Records from a data collection
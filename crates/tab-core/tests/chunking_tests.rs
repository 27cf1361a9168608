//! Integración del chunking: pipeline completo re-ejecutado por pasadas,
//! acumulación por append en sinks y fallos de configuración del planner.

use serde_json::json;
use tab_adapters::{MemorySink, VecSource};
use tab_core::{ChunkStrategy, CoreError, Pipeline, PipelineEventKind, StepBuilder, StepOutput, StepRunResult,
               Table, WriteMode};

fn rows(n: usize) -> Table {
    let data = (0..n).map(|i| vec![json!(i)]).collect();
    Table::with_rows(vec!["n"], data).unwrap()
}

#[test]
fn direct_chunking_runs_three_passes_over_uneven_sources() {
    // El ejemplo del contrato: X 100 filas / chunk 50, Y 60 filas / chunk 20.
    let sink_x = MemorySink::new("out_x", "x", WriteMode::Append);
    let sink_y = MemorySink::new("out_y", "y", WriteMode::Append);
    let hx = sink_x.handle();
    let hy = sink_y.handle();

    let mut pipeline = Pipeline::builder()
        .add_step(VecSource::new("x", "x", rows(100)).with_chunk_size(50))
        .add_step(VecSource::new("y", "y", rows(60)).with_chunk_size(20))
        .add_step(sink_x)
        .add_step(sink_y)
        .with_chunking(ChunkStrategy::Direct)
        .build()
        .unwrap();
    pipeline.execute().unwrap();

    let passes = pipeline.events()
                         .iter()
                         .filter(|e| matches!(e.kind, PipelineEventKind::PassStarted { .. }))
                         .count();
    assert_eq!(passes, 3);
    assert_eq!(hx.lock().unwrap().row_count(), 100);
    assert_eq!(hy.lock().unwrap().row_count(), 60);

    // Las filas acumulan en orden: la primera de cada fuente es la fila 0.
    assert_eq!(hx.lock().unwrap().rows()[0][0], json!(0));
    assert_eq!(hy.lock().unwrap().rows()[59][0], json!(59));
}

#[test]
fn distributed_chunking_consumes_both_sources_every_pass() {
    // A 12 filas / chunk 6 y B 6 filas / chunk 2: 6 pasadas, 2+1 filas.
    let sink_a = MemorySink::new("out_a", "a", WriteMode::Append);
    let sink_b = MemorySink::new("out_b", "b", WriteMode::Append);
    let ha = sink_a.handle();
    let hb = sink_b.handle();

    let mut pipeline = Pipeline::builder()
        .add_step(VecSource::new("a", "a", rows(12)).with_chunk_size(6))
        .add_step(VecSource::new("b", "b", rows(6)).with_chunk_size(2))
        .add_step(sink_a)
        .add_step(sink_b)
        .with_chunking(ChunkStrategy::Distributed)
        .build()
        .unwrap();
    pipeline.execute().unwrap();

    let passes = pipeline.events()
                         .iter()
                         .filter(|e| matches!(e.kind, PipelineEventKind::PassStarted { .. }))
                         .count();
    assert_eq!(passes, 6);
    assert_eq!(ha.lock().unwrap().row_count(), 12);
    assert_eq!(hb.lock().unwrap().row_count(), 6);
}

#[test]
fn sink_must_append_under_chunking() {
    let mut pipeline = Pipeline::builder()
        .add_step(VecSource::new("a", "a", rows(10)).with_chunk_size(5))
        .add_step(MemorySink::new("out", "a", WriteMode::Replace))
        .with_chunking(ChunkStrategy::Direct)
        .build()
        .unwrap();
    assert_eq!(pipeline.execute().unwrap_err(), CoreError::SinkMustAppend("01-out".into()));
}

#[test]
fn chunked_source_without_row_count_fails_at_build() {
    // Una fuente armada a mano que declara chunk_size pero no expone filas.
    let blind = StepBuilder::source("blind").output("t")
                                            .chunk_size(10)
                                            .build(|_ctx| StepRunResult::success(StepOutput::new()));
    let err = Pipeline::builder().add_step(blind)
                                 .with_chunking(ChunkStrategy::Direct)
                                 .build()
                                 .unwrap_err();
    assert_eq!(err, CoreError::MissingRowCount("00-blind".into()));
}

#[test]
fn zero_chunk_size_fails_at_build() {
    let err = Pipeline::builder()
        .add_step(VecSource::new("a", "a", rows(10)).with_chunk_size(0))
        .with_chunking(ChunkStrategy::Direct)
        .build()
        .unwrap_err();
    assert_eq!(err, CoreError::InvalidChunkSize("00-a".into()));
}

#[test]
fn chunking_without_chunked_sources_is_a_single_pass() {
    let sink = MemorySink::new("out", "a", WriteMode::Append);
    let handle = sink.handle();
    let mut pipeline = Pipeline::builder().add_step(VecSource::new("a", "a", rows(7)))
                                          .add_step(sink)
                                          .with_chunking(ChunkStrategy::Direct)
                                          .build()
                                          .unwrap();
    pipeline.execute().unwrap();
    assert_eq!(handle.lock().unwrap().row_count(), 7);
    let passes = pipeline.events()
                         .iter()
                         .filter(|e| matches!(e.kind, PipelineEventKind::PassStarted { .. }))
                         .count();
    assert_eq!(passes, 0);
}

#[test]
fn scalar_state_resets_between_passes() {
    // Un step que acumula sobre un escalar: como cada pasada recarga el
    // snapshot base del planner, el valor final refleja una sola pasada.
    let bump = StepBuilder::transform("bump")
        .output("count")
        .parameter(tab_core::ParameterDefinition::optional("count", tab_core::ParameterType::Number, json!(0)))
        .build(|ctx| {
            let prev = ctx.param("count").and_then(serde_json::Value::as_i64).unwrap_or(0);
            StepRunResult::success(StepOutput::new().with_value("count", json!(prev + 1)))
        });

    let mut pipeline = Pipeline::builder()
        .add_step(VecSource::new("a", "a", rows(9)).with_chunk_size(3))
        .add_step(bump)
        .with_parameter("count", json!(0))
        .with_chunking(ChunkStrategy::Direct)
        .build()
        .unwrap();
    pipeline.execute().unwrap();
    assert_eq!(pipeline.parameter("count"), Some(&json!(1)));
}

Task to complete » Each entry above is to be returned exactly as given.

Answer to the problem »
filename crates/tab-core/tests/chunking_tests.rs
repository 27cf1361a9168608
//! Integración del chunking: pipeline completo re-ejecutado por pasadas,
//! acumulación por append en sinks y fallos de configuración del planner.

use serde_json::json;
use tab_adapters::{MemorySink, VecSource};
use tab_core::{ChunkStrategy, CoreError, Pipeline, PipelineEventKind, StepBuilder, StepOutput, StepRunResult,
               Table, WriteMode};

fn rows(n: usize) -> Table {
    let data = (0..n).map(|i| vec![json!(i)]).collect();
    Table::with_rows(vec!["n"], data).unwrap()
}

#[test]
fn direct_chunking_runs_three_passes_over_uneven_sources() {
    // El ejemplo del contrato: X 100 filas / chunk 50, Y 60 filas / chunk 20.
    let sink_x = MemorySink::new("out_x", "x", WriteMode::Append);
    let sink_y = MemorySink::new("out_y", "y", WriteMode::Append);
    let hx = sink_x.handle();
    let hy = sink_y.handle();

    let mut pipeline = Pipeline::builder()
        .add_step(VecSource::new("x", "x", rows(100)).with_chunk_size(50))
        .add_step(VecSource::new("y", "y", rows(60)).with_chunk_size(20))
        .add_step(sink_x)
        .add_step(sink_y)
        .with_chunking(ChunkStrategy::Direct)
        .build()
        .unwrap();
    pipeline.execute().unwrap();

    let passes = pipeline.events()
                         .iter()
                         .filter(|e| matches!(e.kind, PipelineEventKind::PassStarted { .. }))
                         .count();
    assert_eq!(passes, 3);
    assert_eq!(hx.lock().unwrap().row_count(), 100);
    assert_eq!(hy.lock().unwrap().row_count(), 60);

    // Las filas acumulan en orden: la primera de cada fuente es la fila 0.
    assert_eq!(hx.lock().unwrap().rows()[0][0], json!(0));
    assert_eq!(hy.lock().unwrap().rows()[59][0], json!(59));
}

#[test]
fn distributed_chunking_consumes_both_sources_every_pass() {
    // A 12 filas / chunk 6 y B 6 filas / chunk 2: 6 pasadas, 2+1 filas.
    let sink_a = MemorySink::new("out_a", "a", WriteMode::Append);
    let sink_b = MemorySink::new("out_b", "b", WriteMode::Append);
    let ha = sink_a.handle();
    let hb = sink_b.handle();

    let mut pipeline = Pipeline::builder()
        .add_step(VecSource::new("a", "a", rows(12)).with_chunk_size(6))
        .add_step(VecSource::new("b", "b", rows(6)).with_chunk_size(2))
        .add_step(sink_a)
        .add_step(sink_b)
        .with_chunking(ChunkStrategy::Distributed)
        .build()
        .unwrap();
    pipeline.execute().unwrap();

    let passes = pipeline.events()
                         .iter()
                         .filter(|e| matches!(e.kind, PipelineEventKind::PassStarted { .. }))
                         .count();
    assert_eq!(passes, 6);
    assert_eq!(ha.lock().unwrap().row_count(), 12);
    assert_eq!(hb.lock().unwrap().row_count(), 6);
}

#[test]
fn sink_must_append_under_chunking() {
    let mut pipeline = Pipeline::builder()
        .add_step(VecSource::new("a", "a", rows(10)).with_chunk_size(5))
        .add_step(MemorySink::new("out", "a", WriteMode::Replace))
        .with_chunking(ChunkStrategy::Direct)
        .build()
        .unwrap();
    assert_eq!(pipeline.execute().unwrap_err(), CoreError::SinkMustAppend("01-out".into()));
}

#[test]
fn chunked_source_without_row_count_fails_at_build() {
    // Una fuente armada a mano que declara chunk_size pero no expone filas.
    let blind = StepBuilder::source("blind").output("t")
                                            .chunk_size(10)
                                            .build(|_ctx| StepRunResult::success(StepOutput::new()));
    let err = Pipeline::builder().add_step(blind)
                                 .with_chunking(ChunkStrategy::Direct)
                                 .build()
                                 .unwrap_err();
    assert_eq!(err, CoreError::MissingRowCount("00-blind".into()));
}

#[test]
fn zero_chunk_size_fails_at_build() {
    let err = Pipeline::builder()
        .add_step(VecSource::new("a", "a", rows(10)).with_chunk_size(0))
        .with_chunking(ChunkStrategy::Direct)
        .build()
        .unwrap_err();
    assert_eq!(err, CoreError::InvalidChunkSize("00-a".into()));
}

#[test]
fn chunking_without_chunked_sources_is_a_single_pass() {
    let sink = MemorySink::new("out", "a", WriteMode::Append);
    let handle = sink.handle();
    let mut pipeline = Pipeline::builder().add_step(VecSource::new("a", "a", rows(7)))
                                          .add_step(sink)
                                          .with_chunking(ChunkStrategy::Direct)
                                          .build()
                                          .unwrap();
    pipeline.execute().unwrap();
    assert_eq!(handle.lock().unwrap().row_count(), 7);
    let passes = pipeline.events()
                         .iter()
                         .filter(|e| matches!(e.kind, PipelineEventKind::PassStarted { .. }))
                         .count();
    assert_eq!(passes, 0);
}

#[test]
fn scalar_state_resets_between_passes() {
    // Un step que acumula sobre un escalar: como cada pasada recarga el
    // snapshot base del planner, el valor final refleja una sola pasada.
    let bump = StepBuilder::transform("bump")
        .output("count")
        .parameter(tab_core::ParameterDefinition::optional("count", tab_core::ParameterType::Number, json!(0)))
        .build(|ctx| {
            let prev = ctx.param("count").and_then(serde_json::Value::as_i64).unwrap_or(0);
            StepRunResult::success(StepOutput::new().with_value("count", json!(prev + 1)))
        });

    let mut pipeline = Pipeline::builder()
        .add_step(VecSource::new("a", "a", rows(9)).with_chunk_size(3))
        .add_step(bump)
        .with_parameter("count", json!(0))
        .with_chunking(ChunkStrategy::Direct)
        .build()
        .unwrap();
    pipeline.execute().unwrap();
    assert_eq!(pipeline.parameter("count"), Some(&json!(1)));
}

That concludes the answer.